# [Task description]
From the entries that follow, gather each line holding the word "derive".

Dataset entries
++++++++++

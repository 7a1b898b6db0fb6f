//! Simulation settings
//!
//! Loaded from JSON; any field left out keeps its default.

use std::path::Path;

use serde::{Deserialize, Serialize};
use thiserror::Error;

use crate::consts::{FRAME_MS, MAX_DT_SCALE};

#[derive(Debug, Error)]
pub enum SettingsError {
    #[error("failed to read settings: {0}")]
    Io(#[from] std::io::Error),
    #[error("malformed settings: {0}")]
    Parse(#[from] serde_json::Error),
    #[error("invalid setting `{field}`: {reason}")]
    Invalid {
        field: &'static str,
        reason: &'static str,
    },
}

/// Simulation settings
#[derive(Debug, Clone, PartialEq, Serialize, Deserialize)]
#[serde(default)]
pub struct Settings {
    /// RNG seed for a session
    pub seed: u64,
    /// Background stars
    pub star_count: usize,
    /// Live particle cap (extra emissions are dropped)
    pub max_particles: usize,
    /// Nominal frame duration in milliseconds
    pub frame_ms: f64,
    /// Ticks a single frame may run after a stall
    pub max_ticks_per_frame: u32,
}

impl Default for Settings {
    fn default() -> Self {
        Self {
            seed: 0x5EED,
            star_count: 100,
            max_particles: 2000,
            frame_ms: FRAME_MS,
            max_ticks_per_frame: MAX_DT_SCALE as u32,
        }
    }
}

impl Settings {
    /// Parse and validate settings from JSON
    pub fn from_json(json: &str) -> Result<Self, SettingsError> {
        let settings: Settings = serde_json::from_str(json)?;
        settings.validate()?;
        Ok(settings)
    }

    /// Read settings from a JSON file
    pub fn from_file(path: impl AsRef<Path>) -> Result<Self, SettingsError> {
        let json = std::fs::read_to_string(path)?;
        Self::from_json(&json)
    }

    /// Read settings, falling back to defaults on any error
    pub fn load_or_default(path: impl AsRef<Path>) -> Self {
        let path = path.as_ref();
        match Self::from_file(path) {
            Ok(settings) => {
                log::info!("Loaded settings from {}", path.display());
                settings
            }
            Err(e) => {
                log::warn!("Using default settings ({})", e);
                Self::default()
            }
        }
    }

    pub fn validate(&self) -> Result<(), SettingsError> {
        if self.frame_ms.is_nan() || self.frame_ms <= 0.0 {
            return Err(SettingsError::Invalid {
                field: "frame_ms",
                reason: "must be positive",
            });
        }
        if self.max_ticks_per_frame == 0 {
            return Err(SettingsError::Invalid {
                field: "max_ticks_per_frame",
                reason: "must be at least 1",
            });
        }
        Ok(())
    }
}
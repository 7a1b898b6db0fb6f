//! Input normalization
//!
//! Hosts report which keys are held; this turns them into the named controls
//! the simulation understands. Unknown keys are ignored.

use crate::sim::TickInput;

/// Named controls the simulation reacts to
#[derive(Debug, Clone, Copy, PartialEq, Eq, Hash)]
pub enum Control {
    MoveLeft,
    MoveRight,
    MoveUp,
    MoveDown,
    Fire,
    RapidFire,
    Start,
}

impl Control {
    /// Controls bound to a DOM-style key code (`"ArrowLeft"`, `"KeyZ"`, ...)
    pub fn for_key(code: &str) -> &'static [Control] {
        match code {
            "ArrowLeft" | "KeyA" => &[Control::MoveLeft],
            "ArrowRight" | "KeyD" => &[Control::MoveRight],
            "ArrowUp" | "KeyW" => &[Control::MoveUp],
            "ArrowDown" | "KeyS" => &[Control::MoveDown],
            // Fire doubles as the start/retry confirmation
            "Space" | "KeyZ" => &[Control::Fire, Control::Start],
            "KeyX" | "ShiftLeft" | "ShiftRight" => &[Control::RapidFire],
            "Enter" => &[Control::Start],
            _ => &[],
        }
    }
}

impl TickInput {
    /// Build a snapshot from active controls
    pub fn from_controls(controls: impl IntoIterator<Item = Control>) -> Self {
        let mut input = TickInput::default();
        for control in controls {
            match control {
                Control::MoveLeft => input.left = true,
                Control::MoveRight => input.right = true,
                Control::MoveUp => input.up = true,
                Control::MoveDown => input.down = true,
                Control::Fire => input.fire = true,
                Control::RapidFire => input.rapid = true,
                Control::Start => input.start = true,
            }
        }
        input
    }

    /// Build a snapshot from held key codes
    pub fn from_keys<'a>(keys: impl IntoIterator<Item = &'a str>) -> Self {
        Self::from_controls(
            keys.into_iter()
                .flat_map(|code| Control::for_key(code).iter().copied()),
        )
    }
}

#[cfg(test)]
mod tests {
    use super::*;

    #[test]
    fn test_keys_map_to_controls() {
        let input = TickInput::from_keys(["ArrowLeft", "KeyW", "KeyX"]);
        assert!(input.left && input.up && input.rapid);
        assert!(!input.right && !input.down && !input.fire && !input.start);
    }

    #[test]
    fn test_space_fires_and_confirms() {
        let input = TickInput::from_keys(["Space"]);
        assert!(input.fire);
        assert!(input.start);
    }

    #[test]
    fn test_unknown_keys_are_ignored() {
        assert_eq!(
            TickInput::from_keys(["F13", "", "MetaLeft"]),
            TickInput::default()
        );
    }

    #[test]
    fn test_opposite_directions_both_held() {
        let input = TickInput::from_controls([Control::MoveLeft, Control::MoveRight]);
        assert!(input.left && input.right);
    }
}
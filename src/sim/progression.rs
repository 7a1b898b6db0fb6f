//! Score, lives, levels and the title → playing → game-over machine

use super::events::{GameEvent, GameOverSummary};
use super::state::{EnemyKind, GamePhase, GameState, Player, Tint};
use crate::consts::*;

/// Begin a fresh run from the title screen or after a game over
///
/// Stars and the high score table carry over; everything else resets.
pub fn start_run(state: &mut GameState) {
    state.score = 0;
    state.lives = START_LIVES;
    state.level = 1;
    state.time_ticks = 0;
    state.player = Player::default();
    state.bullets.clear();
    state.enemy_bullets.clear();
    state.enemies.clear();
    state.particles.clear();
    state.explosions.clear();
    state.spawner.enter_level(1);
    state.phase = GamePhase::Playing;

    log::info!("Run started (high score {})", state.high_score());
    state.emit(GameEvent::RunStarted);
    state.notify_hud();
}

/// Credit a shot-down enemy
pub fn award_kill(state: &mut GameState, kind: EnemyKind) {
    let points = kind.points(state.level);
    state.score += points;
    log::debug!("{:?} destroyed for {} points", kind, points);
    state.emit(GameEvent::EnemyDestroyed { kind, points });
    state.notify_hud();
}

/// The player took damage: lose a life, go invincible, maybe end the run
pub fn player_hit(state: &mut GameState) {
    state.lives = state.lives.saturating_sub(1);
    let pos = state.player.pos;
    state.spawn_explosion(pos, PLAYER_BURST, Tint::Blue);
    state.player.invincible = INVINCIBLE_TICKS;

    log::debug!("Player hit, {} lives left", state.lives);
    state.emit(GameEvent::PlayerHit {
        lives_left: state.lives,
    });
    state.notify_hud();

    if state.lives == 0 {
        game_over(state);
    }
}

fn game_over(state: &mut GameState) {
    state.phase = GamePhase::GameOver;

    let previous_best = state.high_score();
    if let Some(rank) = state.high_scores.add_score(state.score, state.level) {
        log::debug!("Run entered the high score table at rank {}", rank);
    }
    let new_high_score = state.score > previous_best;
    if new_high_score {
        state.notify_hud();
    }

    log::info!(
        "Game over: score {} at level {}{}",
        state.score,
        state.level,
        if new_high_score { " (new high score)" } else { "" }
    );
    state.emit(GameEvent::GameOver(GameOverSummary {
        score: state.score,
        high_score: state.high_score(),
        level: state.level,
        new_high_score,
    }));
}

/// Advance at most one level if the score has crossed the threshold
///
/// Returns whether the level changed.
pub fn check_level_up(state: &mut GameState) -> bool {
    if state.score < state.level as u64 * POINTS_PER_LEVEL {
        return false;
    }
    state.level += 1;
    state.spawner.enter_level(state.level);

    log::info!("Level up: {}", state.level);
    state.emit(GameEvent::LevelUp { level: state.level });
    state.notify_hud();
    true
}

++++++++++

# [Output of the task]
#[derive(Debug, Error)]
#[derive(Debug, Clone, PartialEq, Serialize, Deserialize)]
#[derive(Debug, Clone, Copy, PartialEq, Eq, Hash)]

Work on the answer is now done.